The old cemetery (Alter Friedhof) in Neuburg, a district of Freiburg im Breisgau, Germany, covers an area of 2.65 hectares. Situated on park-like grounds, the old cemetery is one of Germany's oldest cemeteries that have been abandoned and preserved as a whole. Located close to the Ludwigskirche, it is often mistaken to be part of the neighboring district Herdern. Providing tombs to an estimate of 1200 people, half of them are worthy of preservation. The booster club takes care of maintenance. The old cemetery falls under preservation order of cultural and natural monument. Moreover, it can be seen as evidence for death cult, town history and stylistic area of the 17th and 18th century.
Serving not only as a place for individual and artistic tombstones of middle class people. Furthermore, the old cemetery grants an insight into the consciousness of faith during the baroque period until the time of neo-classicism.

== History ==
Built in the year of 1683, its original purpose was to replace the destroyed cemetery close to the former St. Nicholas church in the district Vauban. However, since 1515, the cemetery has served as a replacement for the cemetery around Freiburg Minster. Maximilian I, who was a holy Roman emperor, advised the cemetery around Freiburg Minster to be closed out of fear of an epidemic. Nevertheless, it was possible for people to buy burial places next to Freiburg Minster until 1784. Paying a small contribution, under the name "zum Besten des Münsterbaus", meaning to support the construction, was necessary to obtain a grave. Because of fortifications, the cemetery is located outside of the entrenched city. The cemetery was consecrated in 1683. Until 1872, citizens of Freiburg were buried there. The last burial took place on All Saints Day in 1872. After that, burials have taken place in the current main cemetery and in urban cemeteries.
In 1711, the old cemetery was expanded for the first time and fourteen years later the St.-Michael's-Chapel (the cemetery chapel of the old cemetery Freiburg) was consecrated as the chapel of the cemetery. In 1745, the fortress walls were grinded by French troops.

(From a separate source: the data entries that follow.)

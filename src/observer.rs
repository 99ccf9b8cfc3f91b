//! Lifecycle: discovers carousel containers at load and later, owns the
//! registry of live instances, and tears instances down when their
//! containers leave the document.

use crate::config::CONTAINER_SELECTOR;
use crate::instance::CarouselInstance;
use gloo_utils::{body, document};
use log::{debug, warn};
use std::cell::RefCell;
use wasm_bindgen::prelude::*;
use wasm_bindgen::JsCast;
use web_sys::{Element, HtmlElement, MutationObserver, MutationObserverInit, MutationRecord};

thread_local! {
    /// Live instances; survives across discovery events for the page's
    /// lifetime.
    static INSTANCES: RefCell<Vec<CarouselInstance>> = RefCell::new(Vec::new());

    /// The page-level observer, kept alive with its callback.
    static PAGE_OBSERVER: RefCell<Option<(MutationObserver, Closure<dyn FnMut(js_sys::Array, MutationObserver)>)>> =
        RefCell::new(None);
}

/// Instantiate every eligible container under `root`.
pub fn scan(root: &Element) {
    let list = match root.query_selector_all(CONTAINER_SELECTOR) {
        Ok(list) => list,
        Err(err) => {
            warn!("container scan failed: {err:?}");
            return;
        }
    };
    for i in 0..list.length() {
        if let Some(element) = list.item(i).and_then(|node| node.dyn_into::<HtmlElement>().ok()) {
            init_container(&element);
        }
    }
}

/// Mount a single container unless it already has a live instance.
pub fn init_container(container: &HtmlElement) {
    let already_live = INSTANCES.with(|instances| {
        instances
            .borrow()
            .iter()
            .any(|instance| instance.container().is_same_node(Some(container)))
    });
    if already_live {
        debug!("container already has a live carousel");
        return;
    }

    if let Some(instance) = CarouselInstance::mount(container) {
        INSTANCES.with(|instances| instances.borrow_mut().push(instance));
    }
}

fn handle_mutations(mutations: &js_sys::Array) {
    for mutation in mutations.iter() {
        let record: MutationRecord = mutation.unchecked_into();

        let added = record.added_nodes();
        for i in 0..added.length() {
            let Some(node) = added.item(i) else { continue };
            let Some(element) = node.dyn_ref::<Element>() else { continue };
            if element.matches(CONTAINER_SELECTOR).unwrap_or(false) {
                if let Some(container) = element.dyn_ref::<HtmlElement>() {
                    init_container(container);
                }
            }
            scan(element);
        }

        let removed = record.removed_nodes();
        for i in 0..removed.length() {
            let Some(node) = removed.item(i) else { continue };
            INSTANCES.with(|instances| {
                // Dropping a retained-out instance destroys it.
                instances
                    .borrow_mut()
                    .retain(|instance| !instance.is_within(&node));
            });
        }
    }
}

/// Install the page-level mutation observer. A second call is a no-op.
pub fn observe_page() -> Result<(), JsValue> {
    let installed = PAGE_OBSERVER.with(|slot| slot.borrow().is_some());
    if installed {
        return Ok(());
    }

    let callback = Closure::<dyn FnMut(js_sys::Array, MutationObserver)>::new(
        move |mutations: js_sys::Array, _observer: MutationObserver| {
            handle_mutations(&mutations);
        },
    );

    let observer = MutationObserver::new(callback.as_ref().unchecked_ref())?;
    let options = MutationObserverInit::new();
    options.set_child_list(true);
    options.set_subtree(true);
    observer.observe_with_options(&body(), &options)?;

    PAGE_OBSERVER.with(|slot| *slot.borrow_mut() = Some((observer, callback)));
    Ok(())
}

/// Discover the containers already in the document and start watching for
/// injected ones.
pub fn boot() {
    if let Some(root) = document().document_element() {
        scan(&root);
    }
    if let Err(err) = observe_page() {
        warn!("page observation unavailable: {err:?}");
    }
}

The big cemetery cross is made out of colored sandstone. It was originally placed on the church square of the minster and was transposed to the St.-Michael's-Chapel in January 1786. This cross has a visual particularity: Instead of the "old Adam's" skull, which can be found at the foot of many crosses, there's a skull with an empty eye socket and sparse hair. It has a nail inserted from the left cheekbone to the mouth. There's a toad made out of stone that is looking out of the skull's jaw cavity.
The skull's history goes back to an alleged murder which is said to have happened in Freiburg. It tells the story of an old blacksmith who lived near the northward city exit, approximately at the current victory monument. His young wife and the forge journeyman she loved, killed the master smith by hitting a nail in his head. They hid the murder weapon under the hair of the victim. Soon after, they married each other unobstructedly. Due to lack of space, the dead body was disinterred a few years later. A gravedigger found the nail in the skull of which he became aware of through a toad. He reported his finding to the city council resulting in the two murderers being convicted.
In 1828 and later in 1859, the cemetery was expanded again. In 1944, the cemetery was damaged heavily because of the bombardments during World War II. So did the Freiburg Danse Macabre, which is located in the front hall of the St.-Michaels-Chapel. On 28 October 1955, it was declared as an extensive natural monument with the protected area number 83110000019.
On 26 December 1999, Orcan Lothar logged a plane tree which now grows horizontally. A memorial plaque mentions that and also displays following quote:

"For there is hope of a tree; if it is cut down, it will come to life again, and its branches will not come to an end." (Job 14,7)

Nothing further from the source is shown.